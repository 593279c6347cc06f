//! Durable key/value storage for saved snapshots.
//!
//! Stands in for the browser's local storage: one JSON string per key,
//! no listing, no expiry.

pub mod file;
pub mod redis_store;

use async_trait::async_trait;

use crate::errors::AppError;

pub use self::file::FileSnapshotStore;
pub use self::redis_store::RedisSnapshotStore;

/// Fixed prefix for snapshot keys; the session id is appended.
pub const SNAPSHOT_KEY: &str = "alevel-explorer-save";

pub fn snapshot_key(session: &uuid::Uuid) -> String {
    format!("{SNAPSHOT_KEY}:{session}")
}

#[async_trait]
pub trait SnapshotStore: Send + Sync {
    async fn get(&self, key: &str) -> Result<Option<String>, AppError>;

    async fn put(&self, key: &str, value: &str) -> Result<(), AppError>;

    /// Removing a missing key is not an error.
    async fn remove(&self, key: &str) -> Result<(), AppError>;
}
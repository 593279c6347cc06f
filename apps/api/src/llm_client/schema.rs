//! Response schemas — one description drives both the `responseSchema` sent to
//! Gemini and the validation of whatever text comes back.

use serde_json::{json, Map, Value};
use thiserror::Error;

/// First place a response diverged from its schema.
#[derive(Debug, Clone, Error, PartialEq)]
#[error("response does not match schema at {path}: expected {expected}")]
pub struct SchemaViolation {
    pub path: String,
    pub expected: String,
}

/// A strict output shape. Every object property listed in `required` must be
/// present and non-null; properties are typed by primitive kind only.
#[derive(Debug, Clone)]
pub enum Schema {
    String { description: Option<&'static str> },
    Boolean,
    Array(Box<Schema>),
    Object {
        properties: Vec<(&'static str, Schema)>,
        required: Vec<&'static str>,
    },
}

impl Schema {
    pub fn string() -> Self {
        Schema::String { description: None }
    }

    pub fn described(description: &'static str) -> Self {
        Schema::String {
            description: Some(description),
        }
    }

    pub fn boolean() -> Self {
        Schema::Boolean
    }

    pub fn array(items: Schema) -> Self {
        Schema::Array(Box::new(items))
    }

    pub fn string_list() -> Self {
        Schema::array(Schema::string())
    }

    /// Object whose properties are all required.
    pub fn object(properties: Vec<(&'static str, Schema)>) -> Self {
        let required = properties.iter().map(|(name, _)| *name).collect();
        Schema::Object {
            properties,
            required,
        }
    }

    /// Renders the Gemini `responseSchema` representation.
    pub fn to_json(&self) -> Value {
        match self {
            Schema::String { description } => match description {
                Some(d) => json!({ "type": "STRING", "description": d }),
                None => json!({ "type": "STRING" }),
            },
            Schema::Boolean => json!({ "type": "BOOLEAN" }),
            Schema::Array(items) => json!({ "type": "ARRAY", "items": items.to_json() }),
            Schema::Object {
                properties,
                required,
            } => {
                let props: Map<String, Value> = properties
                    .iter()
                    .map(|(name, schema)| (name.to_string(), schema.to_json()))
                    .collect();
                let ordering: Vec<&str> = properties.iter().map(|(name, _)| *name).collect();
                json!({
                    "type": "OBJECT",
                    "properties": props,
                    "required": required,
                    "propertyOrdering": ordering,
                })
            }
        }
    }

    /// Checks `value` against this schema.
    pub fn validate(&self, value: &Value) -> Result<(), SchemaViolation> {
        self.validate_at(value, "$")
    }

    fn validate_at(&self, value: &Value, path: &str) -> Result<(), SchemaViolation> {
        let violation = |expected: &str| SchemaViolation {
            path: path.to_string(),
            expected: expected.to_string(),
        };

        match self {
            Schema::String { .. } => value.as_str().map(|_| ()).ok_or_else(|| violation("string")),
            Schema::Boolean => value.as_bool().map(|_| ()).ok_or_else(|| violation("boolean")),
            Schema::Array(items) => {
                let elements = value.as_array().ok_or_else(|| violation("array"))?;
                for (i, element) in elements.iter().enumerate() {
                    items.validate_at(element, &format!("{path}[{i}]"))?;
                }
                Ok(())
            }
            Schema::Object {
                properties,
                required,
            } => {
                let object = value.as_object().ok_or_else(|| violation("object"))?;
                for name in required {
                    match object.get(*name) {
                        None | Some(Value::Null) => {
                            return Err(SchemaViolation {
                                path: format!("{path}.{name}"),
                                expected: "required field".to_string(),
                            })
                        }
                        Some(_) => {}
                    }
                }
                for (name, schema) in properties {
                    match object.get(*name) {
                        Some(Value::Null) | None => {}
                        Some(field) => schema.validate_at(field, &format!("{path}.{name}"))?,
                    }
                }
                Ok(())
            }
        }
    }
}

····················

**Exercise aim:** Exactly as they stand above, repeat all the records.

**Result:**
repository 593279c6347cc06f
//! Durable key/value storage for saved snapshots.
//!
//! Stands in for the browser's local storage: one JSON string per key,
//! no listing, no expiry.

pub mod file;
pub mod redis_store;

use async_trait::async_trait;

use crate::errors::AppError;

pub use self::file::FileSnapshotStore;
pub use self::redis_store::RedisSnapshotStore;

/// Fixed prefix for snapshot keys; the session id is appended.
pub const SNAPSHOT_KEY: &str = "alevel-explorer-save";

pub fn snapshot_key(session: &uuid::Uuid) -> String {
    format!("{SNAPSHOT_KEY}:{session}")
}

#[async_trait]
pub trait SnapshotStore: Send + Sync {
    async fn get(&self, key: &str) -> Result<Option<String>, AppError>;

    async fn put(&self, key: &str, value: &str) -> Result<(), AppError>;

    /// Removing a missing key is not an error.
    async fn remove(&self, key: &str) -> Result<(), AppError>;
}
repository 593279c6347cc06f
filename apps/api/src/llm_client/schema.rs
//! Response schemas — one description drives both the `responseSchema` sent to
//! Gemini and the validation of whatever text comes back.

use serde_json::{json, Map, Value};
use thiserror::Error;

/// First place a response diverged from its schema.
#[derive(Debug, Clone, Error, PartialEq)]
#[error("response does not match schema at {path}: expected {expected}")]
pub struct SchemaViolation {
    pub path: String,
    pub expected: String,
}

/// A strict output shape. Every object property listed in `required` must be
/// present and non-null; properties are typed by primitive kind only.
#[derive(Debug, Clone)]
pub enum Schema {
    String { description: Option<&'static str> },
    Boolean,
    Array(Box<Schema>),
    Object {
        properties: Vec<(&'static str, Schema)>,
        required: Vec<&'static str>,
    },
}

impl Schema {
    pub fn string() -> Self {
        Schema::String { description: None }
    }

    pub fn described(description: &'static str) -> Self {
        Schema::String {
            description: Some(description),
        }
    }

    pub fn boolean() -> Self {
        Schema::Boolean
    }

    pub fn array(items: Schema) -> Self {
        Schema::Array(Box::new(items))
    }

    pub fn string_list() -> Self {
        Schema::array(Schema::string())
    }

    /// Object whose properties are all required.
    pub fn object(properties: Vec<(&'static str, Schema)>) -> Self {
        let required = properties.iter().map(|(name, _)| *name).collect();
        Schema::Object {
            properties,
            required,
        }
    }

    /// Renders the Gemini `responseSchema` representation.
    pub fn to_json(&self) -> Value {
        match self {
            Schema::String { description } => match description {
                Some(d) => json!({ "type": "STRING", "description": d }),
                None => json!({ "type": "STRING" }),
            },
            Schema::Boolean => json!({ "type": "BOOLEAN" }),
            Schema::Array(items) => json!({ "type": "ARRAY", "items": items.to_json() }),
            Schema::Object {
                properties,
                required,
            } => {
                let props: Map<String, Value> = properties
                    .iter()
                    .map(|(name, schema)| (name.to_string(), schema.to_json()))
                    .collect();
                let ordering: Vec<&str> = properties.iter().map(|(name, _)| *name).collect();
                json!({
                    "type": "OBJECT",
                    "properties": props,
                    "required": required,
                    "propertyOrdering": ordering,
                })
            }
        }
    }

    /// Checks `value` against this schema.
    pub fn validate(&self, value: &Value) -> Result<(), SchemaViolation> {
        self.validate_at(value, "$")
    }

    fn validate_at(&self, value: &Value, path: &str) -> Result<(), SchemaViolation> {
        let violation = |expected: &str| SchemaViolation {
            path: path.to_string(),
            expected: expected.to_string(),
        };

        match self {
            Schema::String { .. } => value.as_str().map(|_| ()).ok_or_else(|| violation("string")),
            Schema::Boolean => value.as_bool().map(|_| ()).ok_or_else(|| violation("boolean")),
            Schema::Array(items) => {
                let elements = value.as_array().ok_or_else(|| violation("array"))?;
                for (i, element) in elements.iter().enumerate() {
                    items.validate_at(element, &format!("{path}[{i}]"))?;
                }
                Ok(())
            }
            Schema::Object {
                properties,
                required,
            } => {
                let object = value.as_object().ok_or_else(|| violation("object"))?;
                for name in required {
                    match object.get(*name) {
                        None | Some(Value::Null) => {
                            return Err(SchemaViolation {
                                path: format!("{path}.{name}"),
                                expected: "required field".to_string(),
                            })
                        }
                        Some(_) => {}
                    }
                }
                for (name, schema) in properties {
                    match object.get(*name) {
                        Some(Value::Null) | None => {}
                        Some(field) => schema.validate_at(field, &format!("{path}.{name}"))?,
                    }
                }
                Ok(())
            }
        }
    }
}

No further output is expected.